The dispute comes as tensions have escalated sharply between House Democrats and the Trump administration over full access Mueller’s report and government witnesses who have defied congressional subpoenas to testify. Democrats have been eagerly anticipating the hearing with Barr as they try to build on Mueller’s findings with their own investigations into the president.
House Democrats have subpoenaed the Justice Department for the unredacted version of the Mueller report and underlying material gathered from the investigation. In response, the Justice Department has said they will make the full report, minus grand jury material, available to a limited group of members - an offer that Democrats have so far refused. The dispute could eventually end up in court.

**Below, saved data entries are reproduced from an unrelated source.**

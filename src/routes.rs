use axum::{
    routing::{get, post},
    Router,
};

use crate::api;

pub fn api_routes() -> Router {
    Router::new()
        .route("/api/billing/subscribe", post(api::subscribe))
        .route("/api/billing/cancel", post(api::cancel_subscription))
        .route("/api/billing/charge/stripe", post(api::charge_stripe))
        .route(
            "/api/billing/checkout/paystack",
            post(api::initiate_paystack),
        )
        .route(
            "/api/billing/subscription/:workspace_id",
            get(api::get_subscription),
        )
}
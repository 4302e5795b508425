use std::time::Duration;

use async_trait::async_trait;
use serde::Deserialize;
use tracing::info;

use super::{provider_client, ChargeReceipt, DirectChargeExecutor, DirectChargeRequest};
use crate::error::PaymentError;
use crate::models::{Gateway, NewPaymentMethod, Payer};
use crate::store::SubscriptionLedger;

/// Longest statement descriptor the card networks accept.
pub const STATEMENT_DESCRIPTOR_MAX: usize = 22;

/// key: provider-stripe -> direct charge adapter
///
/// Credentials come from the gateway row on every call; only the API
/// base, currency and display name are fixed at construction.
pub struct StripeDirectGateway {
    base: String,
    currency: String,
    statement_name: String,
    client: reqwest::Client,
}

impl StripeDirectGateway {
    pub fn new(
        base: impl Into<String>,
        currency: impl Into<String>,
        statement_name: impl Into<String>,
        timeout: Duration,
    ) -> Self {
        Self {
            base: base.into().trim_end_matches('/').to_string(),
            currency: currency.into(),
            statement_name: statement_name.into(),
            client: provider_client(timeout),
        }
    }
}

#[derive(Debug, Deserialize)]
struct CustomerResponse {
    id: String,
}

#[derive(Debug, Deserialize)]
struct ChargeResponse {
    id: String,
}

#[derive(Debug, Deserialize)]
struct ProviderErrorBody {
    #[serde(default)]
    error: Option<ProviderErrorDetail>,
}

#[derive(Debug, Deserialize)]
struct ProviderErrorDetail {
    #[serde(default)]
    message: Option<String>,
}

/// Minor-unit conversion: the amount is truncated to whole currency
/// units before multiplying, so `10.55` charges `1000`, not `1055`.
fn minor_units(amount: f64) -> i64 {
    (amount as i64) * 100
}

fn statement_descriptor(name: &str) -> String {
    name.chars().take(STATEMENT_DESCRIPTOR_MAX).collect()
}

async fn failure_message(response: reqwest::Response) -> String {
    let status = response.status();
    match response.json::<ProviderErrorBody>().await {
        Ok(body) => body
            .error
            .and_then(|detail| detail.message)
            .unwrap_or_else(|| format!("provider returned {status}")),
        Err(_) => format!("provider returned {status}"),
    }
}

#[async_trait]
impl DirectChargeExecutor for StripeDirectGateway {
    async fn charge(
        &self,
        ledger: &dyn SubscriptionLedger,
        gateway: &Gateway,
        payer: &Payer,
        request: DirectChargeRequest,
    ) -> Result<ChargeReceipt, PaymentError> {
        let name = payer.full_name();
        let customer_form = [
            ("source", request.token.as_str()),
            ("email", payer.email.as_str()),
            ("name", name.as_str()),
        ];
        let response = self
            .client
            .post(format!("{}/v1/customers", self.base))
            .bearer_auth(&gateway.secret_key)
            .form(&customer_form)
            .send()
            .await
            .map_err(|err| PaymentError::ChargeFailed(err.to_string()))?;
        if !response.status().is_success() {
            return Err(PaymentError::ChargeFailed(failure_message(response).await));
        }
        let customer: CustomerResponse = response
            .json()
            .await
            .map_err(|err| PaymentError::ChargeFailed(err.to_string()))?;

        // The saved method survives even if the charge below fails;
        // callers retry by submitting a fresh attempt.
        ledger
            .store_payment_method(NewPaymentMethod {
                gateway_id: gateway.id,
                user_id: payer.user_id,
                token: customer.id.clone(),
            })
            .await?;

        let amount = minor_units(request.amount).to_string();
        let descriptor = statement_descriptor(&self.statement_name);
        let charge_form = [
            ("amount", amount.as_str()),
            ("currency", self.currency.as_str()),
            ("customer", customer.id.as_str()),
            ("description", request.plan_label.as_str()),
            ("statement_descriptor", descriptor.as_str()),
        ];
        let response = self
            .client
            .post(format!("{}/v1/charges", self.base))
            .bearer_auth(&gateway.secret_key)
            .form(&charge_form)
            .send()
            .await
            .map_err(|err| PaymentError::ChargeFailed(err.to_string()))?;
        if !response.status().is_success() {
            return Err(PaymentError::ChargeFailed(failure_message(response).await));
        }
        let charge: ChargeResponse = response
            .json()
            .await
            .map_err(|err| PaymentError::ChargeFailed(err.to_string()))?;

        info!(
            customer = %customer.id,
            charge = %charge.id,
            "direct charge settled"
        );
        Ok(ChargeReceipt {
            customer_id: customer.id,
            charge_id: charge.id,
        })
    }
}
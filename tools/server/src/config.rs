//! Server configuration.

use std::path::{Path, PathBuf};

use serde::{Deserialize, Serialize};

use drivemcp_common::{Error, Result};
use drivemcp_drive::client::DRIVE_API_BASE;
use drivemcp_drive::CredentialConfig;

/// Runtime configuration, loadable from a JSON file.
///
/// Every field is optional in the file; missing ones take the defaults
/// below.
#[derive(Debug, Clone, Serialize, Deserialize)]
#[serde(default)]
pub struct ServerConfig {
    /// OAuth client-secret file, `<config_dir>/drivemcp/gcp-oauth.keys.json`
    /// by default.
    pub credentials_file: PathBuf,
    /// Token file, `<config_dir>/drivemcp/tokens.json` by default.
    pub token_file: PathBuf,
    /// OAuth scopes to request.
    pub scopes: Vec<String>,
    /// Drive API root.
    pub api_base_url: String,
    /// Open the system browser for interactive authorization.
    pub open_browser: bool,
}

impl Default for ServerConfig {
    fn default() -> Self {
        let credentials = CredentialConfig::default();
        Self {
            credentials_file: credentials.client_secret_path,
            token_file: credentials.token_path,
            scopes: credentials.scopes,
            api_base_url: DRIVE_API_BASE.to_string(),
            open_browser: true,
        }
    }
}

impl ServerConfig {
    /// Load configuration from a JSON file.
    ///
    /// # Errors
    /// - `Config` if the file cannot be read or parsed
    pub fn load(path: &Path) -> Result<Self> {
        let contents = std::fs::read_to_string(path).map_err(|e| {
            Error::Config(format!("Cannot read config file {}: {}", path.display(), e))
        })?;

        let config: Self = serde_json::from_str(&contents).map_err(|e| {
            Error::Config(format!("Invalid config file {}: {}", path.display(), e))
        })?;

        if config.scopes.is_empty() {
            return Err(Error::Config(
                "At least one OAuth scope is required".to_string(),
            ));
        }

        Ok(config)
    }

    /// Credential settings derived from this configuration.
    pub fn credential_config(&self) -> CredentialConfig {
        CredentialConfig {
            client_secret_path: self.credentials_file.clone(),
            token_path: self.token_file.clone(),
            scopes: self.scopes.clone(),
        }
    }
}

#[cfg(test)]
mod tests {
    use super::*;

    #[test]
    fn test_defaults() {
        let config = ServerConfig::default();
        assert!(config.credentials_file.ends_with("drivemcp/gcp-oauth.keys.json"));
        assert!(config.token_file.ends_with("drivemcp/tokens.json"));
        assert_eq!(config.api_base_url, DRIVE_API_BASE);
        assert_eq!(config.scopes.len(), 2);
        assert!(config.open_browser);
    }

    #[test]
    fn test_partial_file_keeps_defaults() {
        let dir = tempfile::tempdir().unwrap();
        let path = dir.path().join("drivemcp.json");
        std::fs::write(&path, r#"{"token_file": "/var/lib/drivemcp/tokens.json"}"#).unwrap();

        let config = ServerConfig::load(&path).unwrap();
        assert_eq!(config.token_file, PathBuf::from("/var/lib/drivemcp/tokens.json"));
        assert_eq!(config.api_base_url, DRIVE_API_BASE);

        let credentials = config.credential_config();
        assert_eq!(credentials.token_path, config.token_file);
        assert_eq!(credentials.client_secret_path, config.credentials_file);
    }

    #[test]
    fn test_invalid_file() {
        let dir = tempfile::tempdir().unwrap();
        let path = dir.path().join("drivemcp.json");
        std::fs::write(&path, "not json").unwrap();
        assert!(matches!(ServerConfig::load(&path), Err(Error::Config(_))));

        std::fs::write(&path, r#"{"scopes": []}"#).unwrap();
        assert!(matches!(ServerConfig::load(&path), Err(Error::Config(_))));

        let missing = dir.path().join("missing.json");
        assert!(matches!(ServerConfig::load(&missing), Err(Error::Config(_))));
    }
}
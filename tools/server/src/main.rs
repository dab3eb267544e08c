//! drivemcp - Google Drive tools over the Model Context Protocol.
//!
//! By default the binary serves MCP on stdio. The other subcommands run
//! the same operations from a terminal, which is handy for completing the
//! first authorization before registering the server with a client.

use std::path::PathBuf;
use std::sync::Arc;

use anyhow::{Context, Result};
use clap::{Parser, Subcommand};
use rmcp::{transport::stdio, ServiceExt};
use tracing::info;
use tracing_subscriber::EnvFilter;

use drivemcp_common::DriveId;
use drivemcp_drive::{CredentialManager, DriveClient, InstalledAppFlow};

mod config;
mod render;
mod service;

use config::ServerConfig;
use service::{DriveService, SearchFilesRequest};

#[derive(Parser)]
#[command(name = "drivemcp")]
#[command(about = "drivemcp - Google Drive tools over the Model Context Protocol")]
#[command(version)]
struct Cli {
    /// Enable verbose logging.
    #[arg(short, long, global = true)]
    verbose: bool,

    /// JSON configuration file.
    #[arg(long, env = "DRIVEMCP_CONFIG", global = true)]
    config: Option<PathBuf>,

    /// OAuth client-secret file downloaded from the Google Cloud console.
    #[arg(long, env = "DRIVEMCP_CREDENTIALS_FILE", global = true)]
    credentials_file: Option<PathBuf>,

    /// File the access and refresh tokens are stored in.
    #[arg(long, env = "DRIVEMCP_TOKEN_FILE", global = true)]
    token_file: Option<PathBuf>,

    /// Print the authorization URL instead of opening a browser.
    #[arg(long, global = true)]
    no_browser: bool,

    #[command(subcommand)]
    command: Option<Commands>,
}

#[derive(Subcommand)]
enum Commands {
    /// Serve the Drive tools over MCP on stdio (default).
    Serve,

    /// Obtain credentials, running the browser flow if needed.
    Auth,

    /// List recently modified files.
    List {
        /// Number of files to return.
        #[arg(short = 'n', long, default_value_t = 10)]
        page_size: u32,

        /// Only list files inside this folder.
        #[arg(short, long)]
        folder: Option<String>,
    },

    /// Search files by name.
    Search {
        /// Text the file name must contain.
        term: String,

        /// Maximum number of results.
        #[arg(short = 'n', long, default_value_t = 50)]
        max_results: u32,

        /// MIME type or alias (google_sheets, google_docs, pdf, image, ...).
        #[arg(short, long)]
        mime_type: Option<String>,

        /// Only search inside this folder.
        #[arg(short, long)]
        folder: Option<String>,
    },

    /// Show detailed information about one file.
    Info {
        /// Google Drive file ID.
        file_id: String,
    },
}

#[tokio::main]
async fn main() -> Result<()> {
    let cli = Cli::parse();

    // Logs go to stderr: stdout carries the MCP protocol.
    let default_level = if cli.verbose { "debug" } else { "info" };
    let filter =
        EnvFilter::try_from_default_env().unwrap_or_else(|_| EnvFilter::new(default_level));
    let subscriber = tracing_subscriber::fmt()
        .with_env_filter(filter)
        .with_writer(std::io::stderr)
        .with_target(false)
        .compact()
        .finish();
    tracing::subscriber::set_global_default(subscriber)?;

    let config = load_config(&cli)?;
    let manager = Arc::new(credential_manager(&config));

    match cli.command.unwrap_or(Commands::Serve) {
        Commands::Serve => cmd_serve(manager, &config).await,
        Commands::Auth => cmd_auth(&manager).await,
        Commands::List { page_size, folder } => {
            cmd_list(&manager, &config, page_size, folder).await
        }
        Commands::Search {
            term,
            max_results,
            mime_type,
            folder,
        } => {
            let request = SearchFilesRequest {
                query: term,
                max_results: Some(max_results),
                mime_type,
                folder_id: folder,
            };
            cmd_search(&manager, &config, &request).await
        }
        Commands::Info { file_id } => cmd_info(&manager, &config, &file_id).await,
    }
}

/// Defaults, then the config file, then command-line overrides.
fn load_config(cli: &Cli) -> Result<ServerConfig> {
    let mut config = match &cli.config {
        Some(path) => ServerConfig::load(path).context("Failed to load configuration")?,
        None => ServerConfig::default(),
    };

    if let Some(path) = &cli.credentials_file {
        config.credentials_file = path.clone();
    }
    if let Some(path) = &cli.token_file {
        config.token_file = path.clone();
    }
    if cli.no_browser {
        config.open_browser = false;
    }

    Ok(config)
}

fn credential_manager(config: &ServerConfig) -> CredentialManager {
    let flow = if config.open_browser {
        InstalledAppFlow::new()
    } else {
        InstalledAppFlow::without_browser()
    };
    CredentialManager::new(config.credential_config(), Arc::new(flow))
}

async fn drive_client(manager: &CredentialManager, config: &ServerConfig) -> Result<DriveClient> {
    let credential = manager
        .obtain()
        .await
        .context("Failed to obtain Google Drive credentials")?;
    Ok(DriveClient::with_base_url(
        &credential,
        config.api_base_url.clone(),
    )?)
}

/// Serve MCP on stdio until the client disconnects.
async fn cmd_serve(manager: Arc<CredentialManager>, config: &ServerConfig) -> Result<()> {
    manager
        .preflight()
        .context("Cannot start without Google credentials")?;

    info!(
        "Starting drivemcp server (token file: {})",
        config.token_file.display()
    );

    let service = DriveService::new(manager, config.api_base_url.clone())
        .serve(stdio())
        .await
        .inspect_err(|e| {
            tracing::error!("serving error: {:?}", e);
        })?;

    service.waiting().await?;
    Ok(())
}

async fn cmd_auth(manager: &CredentialManager) -> Result<()> {
    let resolved = manager
        .resolve()
        .await
        .context("Failed to obtain Google Drive credentials")?;

    println!("Authenticated ({} credentials).", resolved.source);
    println!("  Token file: {}", manager.config().token_path.display());
    if let Some(expiry) = resolved.credential.expiry {
        println!("  Expires: {}", expiry);
    }

    Ok(())
}

async fn cmd_list(
    manager: &CredentialManager,
    config: &ServerConfig,
    page_size: u32,
    folder: Option<String>,
) -> Result<()> {
    let folder = folder
        .map(DriveId::new)
        .transpose()
        .context("Invalid folder id")?;

    let client = drive_client(manager, config).await?;
    let files = client
        .list_files(page_size, folder.as_ref())
        .await
        .context("Failed to list files")?;

    if files.is_empty() {
        println!("No files found.");
        return Ok(());
    }

    println!("Found {} files:", files.len());
    for file in &files {
        println!("{}", render::file_line(file));
    }

    Ok(())
}

async fn cmd_search(
    manager: &CredentialManager,
    config: &ServerConfig,
    request: &SearchFilesRequest,
) -> Result<()> {
    let client = drive_client(manager, config).await?;
    let files = service::search(&client, request)
        .await
        .context("Failed to search files")?;

    if files.is_empty() {
        println!("No files found matching \"{}\".", request.query);
        return Ok(());
    }

    println!("Found {} files matching \"{}\":", files.len(), request.query);
    for file in &files {
        println!("{}", render::file_line(file));
    }

    Ok(())
}

async fn cmd_info(manager: &CredentialManager, config: &ServerConfig, file_id: &str) -> Result<()> {
    let file_id = DriveId::new(file_id).context("Invalid file id")?;

    let client = drive_client(manager, config).await?;
    let details = client
        .get_file_info(&file_id)
        .await
        .context("Failed to get file info")?;

    let Some(details) = details else {
        anyhow::bail!("File not found: {}", file_id);
    };

    let file = &details.file;
    let or_na = |value: Option<String>| value.unwrap_or_else(|| "N/A".to_string());

    println!("File: {}", file.name);
    println!("  ID: {}", file.id);
    println!("  MIME Type: {}", file.mime_type);
    println!("  Size: {}", file.display_size());
    println!("  Created: {}", or_na(file.created_time.map(|t| t.to_rfc3339())));
    println!("  Modified: {}", or_na(file.modified_time.map(|t| t.to_rfc3339())));
    println!("  Web View Link: {}", or_na(file.web_view_link.clone()));

    for owner in &details.owners {
        println!(
            "  Owner: {} <{}>",
            or_na(owner.display_name.clone()),
            or_na(owner.email_address.clone())
        );
    }
    for permission in &details.permissions {
        println!(
            "  Permission: {} {} {}",
            or_na(permission.role.clone()),
            or_na(permission.kind.clone()),
            permission.email_address.as_deref().unwrap_or("")
        );
    }

    Ok(())
}
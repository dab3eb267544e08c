//! Common error types for drivemcp.

use std::path::PathBuf;

use thiserror::Error;

/// Top-level error type for drivemcp operations.
#[derive(Debug, Error)]
pub enum Error {
    /// The OAuth client-secret file needed to bootstrap authorization is absent.
    #[error("Credentials file not found: {}", .0.display())]
    MissingCredentialsFile(PathBuf),

    /// The interactive flow was aborted or a token exchange failed.
    #[error("Authentication failed: {0}")]
    AuthenticationFailed(String),

    /// A Drive API call failed in transport or returned a non-success status.
    #[error("{}", remote_message(.status, .message))]
    RemoteRequest {
        /// HTTP status, when the server answered at all.
        status: Option<u16>,
        /// Error text from the server or the transport.
        message: String,
    },

    /// Resource not found.
    #[error("Not found: {0}")]
    NotFound(String),

    /// Invalid input provided.
    #[error("Invalid input: {0}")]
    InvalidInput(String),

    /// Configuration could not be loaded.
    #[error("Configuration error: {0}")]
    Config(String),

    /// I/O operation failed.
    #[error("I/O error: {0}")]
    Io(#[from] std::io::Error),

    /// Serialization or deserialization failed.
    #[error("Serialization error: {0}")]
    Serialization(String),
}

impl Error {
    /// Build a remote request error.
    pub fn remote(status: Option<u16>, message: impl Into<String>) -> Self {
        Self::RemoteRequest {
            status,
            message: message.into(),
        }
    }

    /// HTTP status of a failed remote request, if any.
    pub fn status(&self) -> Option<u16> {
        match self {
            Self::RemoteRequest { status, .. } => *status,
            _ => None,
        }
    }
}

fn remote_message(status: &Option<u16>, message: &str) -> String {
    match status {
        Some(status) => format!("Drive API error ({}): {}", status, message),
        None => format!("Drive API request failed: {}", message),
    }
}

/// Result type alias using the common Error.
pub type Result<T> = std::result::Result<T, Error>;
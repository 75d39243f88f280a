mod assets;
mod config;
mod cv_client;
mod errors;
mod models;
mod render;
mod routes;
mod state;
mod view;

use anyhow::{Context, Result};
use std::net::SocketAddr;
use std::sync::Arc;
use tower_http::trace::TraceLayer;
use tracing::info;
use tracing_subscriber::{layer::SubscriberExt, util::SubscriberInitExt, EnvFilter};

use crate::config::Config;
use crate::cv_client::HttpCvSource;
use crate::routes::build_router;
use crate::state::AppState;
use crate::view::templates::PageTemplates;

#[tokio::main]
async fn main() -> Result<()> {
    // Load configuration first (fails on missing CV_API_URL)
    let config = Config::from_env()?;

    // Initialize structured logging
    tracing_subscriber::registry()
        .with(EnvFilter::try_from_default_env().unwrap_or_else(|_| {
            EnvFilter::new(format!("{}={}", env!("CARGO_CRATE_NAME"), &config.rust_log))
        }))
        .with(tracing_subscriber::fmt::layer())
        .init();

    info!("Starting CV renderer v{}", env!("CARGO_PKG_VERSION"));

    let source = HttpCvSource::new(&config.api_url, config.api_timeout)
        .context("Failed to build HTTP client")?;
    info!(
        "CV source: {} (timeout {}s)",
        source.url(),
        config.api_timeout.as_secs()
    );

    let templates = PageTemplates::new().context("Failed to compile page templates")?;
    info!("Assets directory: {}", config.assets_dir.display());

    let state = AppState {
        source: Arc::new(source),
        assets_dir: config.assets_dir.clone(),
        templates: Arc::new(templates),
    };

    let app = build_router(state).layer(TraceLayer::new_for_http());

    let addr: SocketAddr = format!("0.0.0.0:{}", config.port).parse()?;
    info!("Listening on {addr}");

    let listener = tokio::net::TcpListener::bind(addr).await?;
    axum::serve(listener, app).await?;

    Ok(())
}
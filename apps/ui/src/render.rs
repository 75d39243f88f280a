//! Page pipeline: fetch → embed photo → build view → render HTML.
//!
//! Each step either succeeds or aborts the whole page; nothing is emitted
//! until every step has succeeded.

use std::path::Path;

use tracing::info;

use crate::assets::load_photo_data_uri;
use crate::cv_client::CvSource;
use crate::errors::RenderError;
use crate::view::{build_page, templates::PageTemplates};

pub async fn render_cv_page(
    source: &dyn CvSource,
    assets_dir: &Path,
    templates: &PageTemplates,
) -> Result<String, RenderError> {
    let doc = source.fetch().await?;
    let photo_src = load_photo_data_uri(assets_dir, &doc.header.photo).await?;

    let page = build_page(&doc, photo_src);
    let html = templates.render(&page)?;

    info!(
        "Rendered CV page for {} ({} sections, {} bytes)",
        page.hero.full_name,
        page.sections.len(),
        html.len()
    );
    Ok(html)
}
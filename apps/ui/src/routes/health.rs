use axum::Json;
use serde_json::{json, Value};

/// GET /health
/// Returns a simple status object with service version.
pub async fn health_handler() -> Json<Value> {
    Json(json!({
        "status": "ok",
        "version": env!("CARGO_PKG_VERSION"),
        "service": "cv-ui"
    }))
}
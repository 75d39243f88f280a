pub mod cv;
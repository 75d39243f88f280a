pub mod cv;
pub mod health;

use axum::{
    extract::Request,
    http::{header, HeaderValue, Method},
    middleware::{self, Next},
    response::{IntoResponse, Response},
    routing::get,
    Router,
};
use tower_http::cors::{Any, CorsLayer};

use crate::errors::AppError;
use crate::state::AppState;

/// Open CORS for read-only retrieval: any origin, any header, GET only.
pub fn cors_layer() -> CorsLayer {
    CorsLayer::new()
        .allow_origin(Any)
        .allow_methods([Method::GET])
        .allow_headers(Any)
}

/// Read-only surface: GET and CORS preflights pass, anything else is 405.
/// Runs outside the CORS layer, which would otherwise answer any OPTIONS,
/// and before axum's implicit HEAD handling on `get` routes.
async fn allow_only_get(request: Request, next: Next) -> Response {
    let headers = request.headers();
    let is_preflight = request.method() == Method::OPTIONS
        && headers.contains_key(header::ORIGIN)
        && headers.contains_key(header::ACCESS_CONTROL_REQUEST_METHOD);

    if request.method() == Method::GET || is_preflight {
        return next.run(request).await;
    }

    let mut response = AppError::MethodNotAllowed(request.method().to_string()).into_response();
    response
        .headers_mut()
        .insert(header::ALLOW, HeaderValue::from_static("GET"));
    response
}

pub fn build_router(state: AppState) -> Router {
    Router::new()
        .route("/health", get(health::health_handler))
        .route("/cv", get(cv::handle_get_cv))
        .layer(cors_layer())
        .layer(middleware::from_fn(allow_only_get))
        .with_state(state)
}
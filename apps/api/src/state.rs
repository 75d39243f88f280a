use crate::store::CvStore;

/// Shared application state injected into all route handlers via Axum extractors.
#[derive(Clone)]
pub struct AppState {
    pub store: CvStore,
}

Democrats have criticized Barr for drawing his own conclusion that Trump did not obstruct justice after Mueller found he couldn’t exonerate the president on that point. House Speaker Nancy Pelosi has said Barr is involved in a “staggering public effort” by the Trump administration to put a positive face on Mueller’s findings.
House Judiciary Committee Chairman Jerrold Nadler, D-N.Y., has also invited Mueller to testify and subpoenaed former White House counsel Don McGahn. McGahn was a vital witness for Mueller in the report, which recounted the president’s outrage over the Mueller investigation and his efforts to curtail it. The White House has asserted it will fight the McGahn subpoena.
• Associated Press writer Eric Tucker contributed to this article.